U.S. Secretary of State Hillary Clinton at a press conference with Palestinian Authority President Mahmoud Abbas in March 2009. Photo by: U.S. State DepartmentPhoto by: U.S. State Department

The U.S. State Departmentseeks to persuade lawmakers not to slash U.S. aid for the Palestinian Authority, despite the Palestine’s bid for membership at the United Nations and specialized U.N. agencies.

Republican and Democratic leaders in Congress have said they are ready to cut funding to the Palestinians, which amounted to $550 million in fiscal 2011, as a way to punish them for pursuing statehood outside the peace process.

The State Department has already halted its funding for UNESCO, following the Palestine’s admission into the agency last week, citing a standing legislation.

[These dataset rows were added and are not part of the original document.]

//! Connection quality classification.

use serde::{Deserialize, Serialize};
use std::fmt;

/// Connection quality tier, derived from the last measured round trip.
///
/// `Disconnected` is never produced by classification; it is set explicitly
/// by the session whenever the connection is down.
#[derive(Debug, Clone, Copy, PartialEq, Eq, Serialize, Deserialize)]
#[serde(rename_all = "lowercase")]
pub enum ConnectionQuality {
    Excellent,
    Good,
    Poor,
    Disconnected,
}

impl ConnectionQuality {
    /// Classify a measured round-trip latency (ms).
    ///
    /// Boundaries are inclusive on the better tier: 500 ms is still
    /// `Excellent`, 1000 ms is still `Good`.
    pub fn classify(latency_ms: i64) -> Self {
        if latency_ms > 1000 {
            Self::Poor
        } else if latency_ms > 500 {
            Self::Good
        } else {
            Self::Excellent
        }
    }
}

impl fmt::Display for ConnectionQuality {
    fn fmt(&self, f: &mut fmt::Formatter<'_>) -> fmt::Result {
        let s = match self {
            Self::Excellent => "excellent",
            Self::Good => "good",
            Self::Poor => "poor",
            Self::Disconnected => "disconnected",
        };
        f.write_str(s)
    }
}
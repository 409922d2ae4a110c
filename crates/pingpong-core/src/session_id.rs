//! Session id generation.

use uuid::Uuid;

/// Generate an opaque session token, unique per connection attempt.
///
/// Format: `session_<epoch_ms>_<random>`, matching what the server expects
/// in the connect URL and ping correlation.
pub fn generate(now_ms: i64) -> String {
    let random = Uuid::new_v4().simple().to_string();
    format!("session_{}_{}", now_ms, &random[..9])
}
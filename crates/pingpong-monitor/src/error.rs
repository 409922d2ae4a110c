//! Application error types.

use thiserror::Error;

#[derive(Debug, Error)]
pub enum AppError {
    #[error("Configuration error: {0}")]
    Config(String),

    #[error("Session error: {0}")]
    Session(#[from] pingpong_session::SessionError),

    #[error("Logging initialization failed: {0}")]
    LoggingInit(String),

    #[error("IO error: {0}")]
    Io(#[from] std::io::Error),
}

pub type AppResult<T> = Result<T, AppError>;
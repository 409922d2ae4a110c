//! Heartbeat session engine for chat clients.
//!
//! Provides robust liveness probing over a persistent WebSocket:
//! - Periodic application-level ping with a bounded pong deadline
//! - Round-trip latency measurement and quality classification
//! - Automatic reconnection with bounded exponential backoff
//! - Multicast status/stats observers fed with read-only snapshots

pub mod config;
pub mod error;
pub mod heartbeat;
pub mod observer;
pub mod session;

pub use config::{SessionConfig, UserIdentity};
pub use error::{SessionError, SessionResult};
pub use heartbeat::HeartbeatClock;
pub use observer::ObserverRegistry;
pub use session::{HeartbeatSession, SessionState};

use std::sync::Once;

static INIT_CRYPTO: Once = Once::new();

/// Initialize the TLS crypto provider.
/// Must be called before any WebSocket connections are made.
pub fn init_crypto() {
    INIT_CRYPTO.call_once(|| {
        let _ = rustls::crypto::ring::default_provider().install_default();
    });
}
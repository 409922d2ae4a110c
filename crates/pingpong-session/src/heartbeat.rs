//! Per-connection ping/pong bookkeeping.

use std::time::Duration;
use tokio::time::Instant;

/// Tracks the in-flight pong deadline and the last ping/pong stamps for one
/// transport connection.
///
/// There is at most one armed deadline: `record_ping` replaces any previous
/// one, `record_pong` clears it. The session loop turns the armed deadline
/// into a `sleep_until` branch of its `select!`, so deadline expiry and pong
/// arrival can never race.
#[derive(Debug)]
pub struct HeartbeatClock {
    pong_timeout: Duration,
    last_ping_ms: Option<i64>,
    last_pong_ms: Option<i64>,
    deadline: Option<Instant>,
}

impl HeartbeatClock {
    pub fn new(pong_timeout: Duration) -> Self {
        Self {
            pong_timeout,
            last_ping_ms: None,
            last_pong_ms: None,
            deadline: None,
        }
    }

    /// Record a ping send and arm the pong deadline, replacing any armed one.
    pub fn record_ping(&mut self, now_ms: i64) {
        self.last_ping_ms = Some(now_ms);
        self.deadline = Some(Instant::now() + self.pong_timeout);
    }

    /// Record a pong receipt and disarm the deadline.
    pub fn record_pong(&mut self, now_ms: i64) {
        self.last_pong_ms = Some(now_ms);
        self.deadline = None;
    }

    /// The armed pong deadline, if a pong is outstanding.
    pub fn deadline(&self) -> Option<Instant> {
        self.deadline
    }

    pub fn waiting_for_pong(&self) -> bool {
        self.deadline.is_some()
    }

    pub fn last_ping_ms(&self) -> Option<i64> {
        self.last_ping_ms
    }

    pub fn last_pong_ms(&self) -> Option<i64> {
        self.last_pong_ms
    }
}
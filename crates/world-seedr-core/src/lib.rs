//! Core library for procedural world generation from possibility schemas.
//!
//! - A [`PossibilityContainer`] maps titles to recipes describing how a
//!   region of the plane is filled with labeled rectangles (Certain / Repeat
//!   / Random / Multiple content modes, weighted child selection, snap and
//!   stretch placement, randomized spacing).
//! - [`WorldSeedr`] expands a starting [`Command`] into a tree of concrete
//!   [`Choice`] placements, buffering the terminal ones for an injectable
//!   placement callback.
//! - Generation is deterministic for a given library, command, and RNG seed.
//!
//! Quick example:
//! ```ignore
//! use world_seedr_core::{Command, Position, PossibilityContainer, WorldSeedr};
//! # fn main() -> world_seedr_core::Result<()> {
//! let library = PossibilityContainer::from_json_str(include_str!("overworld.json"))?;
//! let mut seedr = WorldSeedr::from_seed(library, 0xBEEF);
//! seedr.generate_full(&Command::new("overworld", Position::new(64, 256, 0, 0)))?;
//! seedr.run_generated_commands();
//! # Ok(()) }
//! ```

pub mod choose;
pub mod config;
pub mod error;
pub mod geometry;
pub mod model;
pub mod seedr;
pub mod spacing;

mod generator;
mod parse;
mod random;

pub use config::*;
pub use error::*;
pub use geometry::wrap_extremes;
pub use model::*;
pub use seedr::*;

/// Convenience prelude for common types and functions.
/// Importing `world_seedr_core::prelude::*` brings the primary APIs into scope.
pub mod prelude {
    pub use crate::config::{WorldSeedrBuilder, DEFAULT_MAX_DEPTH};
    pub use crate::error::{Result, WorldSeedrError};
    pub use crate::model::{
        Arguments, ArgumentsSpec, ChildType, Choice, ChoiceType, Command, Contents, Direction,
        Generated, Mode, Possibility, PossibilityChild, PossibilityContainer, Position, Sizing,
        Spacing, SpacingRange, Stretch,
    };
    pub use crate::seedr::{PlacementSink, WorldSeedr};
}
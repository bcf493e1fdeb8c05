//! Resolving a polymorphic spacing description to one concrete distance.

use rand::Rng;

use crate::choose::choose_among;
use crate::error::{Result, WorldSeedrError};
use crate::model::{Spacing, SpacingRange};
use crate::random::SeedrRng;

/// Resolve `spacing` to a single distance, consulting the RNG for range and
/// weighted forms. A weighted pool whose total leaves the roll uncovered
/// resolves to zero.
pub fn calculate<R: Rng + ?Sized>(rng: &mut R, spacing: &Spacing) -> Result<i64> {
    match spacing {
        Spacing::Exact(value) => Ok(*value),
        Spacing::Range(range) => from_range(rng, range),
        Spacing::Weighted(pool) => match choose_among(rng, pool) {
            Some(entry) => calculate(rng, &entry.value),
            None => Ok(0),
        },
    }
}

fn from_range<R: Rng + ?Sized>(rng: &mut R, range: &SpacingRange) -> Result<i64> {
    let SpacingRange { min, max, units } = *range;
    if units <= 0 {
        return Err(WorldSeedrError::MalformedSchema(format!(
            "spacing units must be positive (got {units})"
        )));
    }
    if min > max {
        return Err(WorldSeedrError::MalformedSchema(format!(
            "spacing range is inverted ({min} > {max})"
        )));
    }
    Ok(rng.between(min.div_euclid(units), max.div_euclid(units)) * units)
}
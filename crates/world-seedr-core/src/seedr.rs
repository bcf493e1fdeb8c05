//! The stateful generation session.

use std::fmt;

use rand::rngs::StdRng;
use rand::{Rng, SeedableRng};
use tracing::{debug, instrument};

use crate::config::{WorldSeedrBuilder, DEFAULT_MAX_DEPTH};
use crate::error::Result;
use crate::generator::Engine;
use crate::model::{Choice, ChoiceType, Command, Generated, PossibilityContainer};

/// Callback receiving the flushed command buffer.
pub type PlacementSink = Box<dyn FnMut(&[Choice])>;

/// Expands possibility schemas into concrete placements.
///
/// Owns the possibility library, the RNG, and the buffer of terminal
/// commands accumulated by [`generate_full`](WorldSeedr::generate_full).
/// Identical `(library, command, seed)` triples reproduce identical buffers.
pub struct WorldSeedr<R: Rng = StdRng> {
    possibilities: PossibilityContainer,
    rng: R,
    on_placement: PlacementSink,
    generated_commands: Vec<Choice>,
    max_depth: usize,
}

impl WorldSeedr<StdRng> {
    /// Session over `possibilities` with an entropy-seeded RNG.
    pub fn new(possibilities: PossibilityContainer) -> Self {
        Self::with_rng(possibilities, StdRng::from_entropy())
    }

    /// Session with a deterministic RNG seeded from `seed`.
    pub fn from_seed(possibilities: PossibilityContainer, seed: u64) -> Self {
        Self::with_rng(possibilities, StdRng::seed_from_u64(seed))
    }

    /// Fluent construction; see [`WorldSeedrBuilder`].
    pub fn builder() -> WorldSeedrBuilder<StdRng> {
        WorldSeedrBuilder::new()
    }
}

impl<R: Rng> WorldSeedr<R> {
    /// Session with a caller-supplied RNG.
    pub fn with_rng(possibilities: PossibilityContainer, rng: R) -> Self {
        Self::from_parts(possibilities, rng, None, DEFAULT_MAX_DEPTH)
    }

    pub(crate) fn from_parts(
        possibilities: PossibilityContainer,
        rng: R,
        on_placement: Option<PlacementSink>,
        max_depth: usize,
    ) -> Self {
        Self {
            possibilities,
            rng,
            on_placement: on_placement.unwrap_or_else(default_sink),
            generated_commands: Vec::new(),
            max_depth,
        }
    }

    /// The possibility library consulted during generation.
    pub fn possibilities(&self) -> &PossibilityContainer {
        &self.possibilities
    }

    pub fn possibilities_mut(&mut self) -> &mut PossibilityContainer {
        &mut self.possibilities
    }

    /// Swap the library. Safe between generation calls.
    pub fn set_possibilities(&mut self, possibilities: PossibilityContainer) {
        self.possibilities = possibilities;
    }

    /// Swap the placement sink.
    pub fn set_on_placement(&mut self, sink: impl FnMut(&[Choice]) + 'static) {
        self.on_placement = Box::new(sink);
    }

    /// Terminal commands accumulated so far, in emission order.
    pub fn generated_commands(&self) -> &[Choice] {
        &self.generated_commands
    }

    /// Expand the schema named `name` into the region `command` describes and
    /// return the aggregate subtree. `Ok(None)` means the branch produced
    /// nothing (no child fit, chance of nothing, or a Random branch past its
    /// limit).
    #[instrument(skip_all, fields(name = %name))]
    pub fn generate(&mut self, name: &str, command: &Command) -> Result<Option<Generated>> {
        self.engine().generate(name, command, 0)
    }

    /// Expand `command` and append every terminal `Known` choice, in
    /// depth-first traversal order, to the command buffer. `Random` children
    /// are re-issued as commands of their own.
    #[instrument(skip_all, fields(title = %command.title))]
    pub fn generate_full(&mut self, command: &Command) -> Result<()> {
        self.generate_full_at(command, 0)
    }

    fn generate_full_at(&mut self, command: &Command, depth: usize) -> Result<()> {
        let Some(generated) = self.engine().generate(&command.title, command, depth)? else {
            return Ok(());
        };
        for child in generated.children {
            match child.kind {
                ChoiceType::Known => self.generated_commands.push(child),
                ChoiceType::Random => {
                    let next = child.to_command();
                    self.generate_full_at(&next, depth + 1)?;
                }
            }
        }
        Ok(())
    }

    /// Drop every accumulated command.
    pub fn clear_generated_commands(&mut self) {
        self.generated_commands.clear();
    }

    /// Hand the accumulated commands to the placement sink. The buffer is
    /// left intact; clearing is a separate, explicit step.
    pub fn run_generated_commands(&mut self) {
        (self.on_placement)(&self.generated_commands);
    }

    fn engine(&mut self) -> Engine<'_, R> {
        Engine {
            possibilities: &self.possibilities,
            rng: &mut self.rng,
            max_depth: self.max_depth,
        }
    }
}

fn default_sink() -> PlacementSink {
    Box::new(|commands| {
        debug!(count = commands.len(), "placement commands flushed");
    })
}

impl<R: Rng> fmt::Debug for WorldSeedr<R> {
    fn fmt(&self, f: &mut fmt::Formatter<'_>) -> fmt::Result {
        f.debug_struct("WorldSeedr")
            .field("possibilities", &self.possibilities.len())
            .field("generated_commands", &self.generated_commands.len())
            .field("max_depth", &self.max_depth)
            .finish_non_exhaustive()
    }
}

“Congress should be aware of the potential second and third order effects of cutting off assistance to Lebanon and the Palestinian Authority,” Andrew Shapiro, U.S. assistant secretary of state for political-military affairs, said Nov. 4 before an audience at the Washington Institute for Near East Policy, as quoted by “The Cable” blog. “We must ask ourselves, if we are no longer their partner, who will fill the void? We must think about the other potential partners that could fill the space left behind, and that should give us pause.”

Shapiro said the State is in talks with Capitol Hill on how best to provide assistance to the Palestinians.

“Hopefully we’ll be able to reach an agreement with Capitol Hill that preserves our interests,” he added.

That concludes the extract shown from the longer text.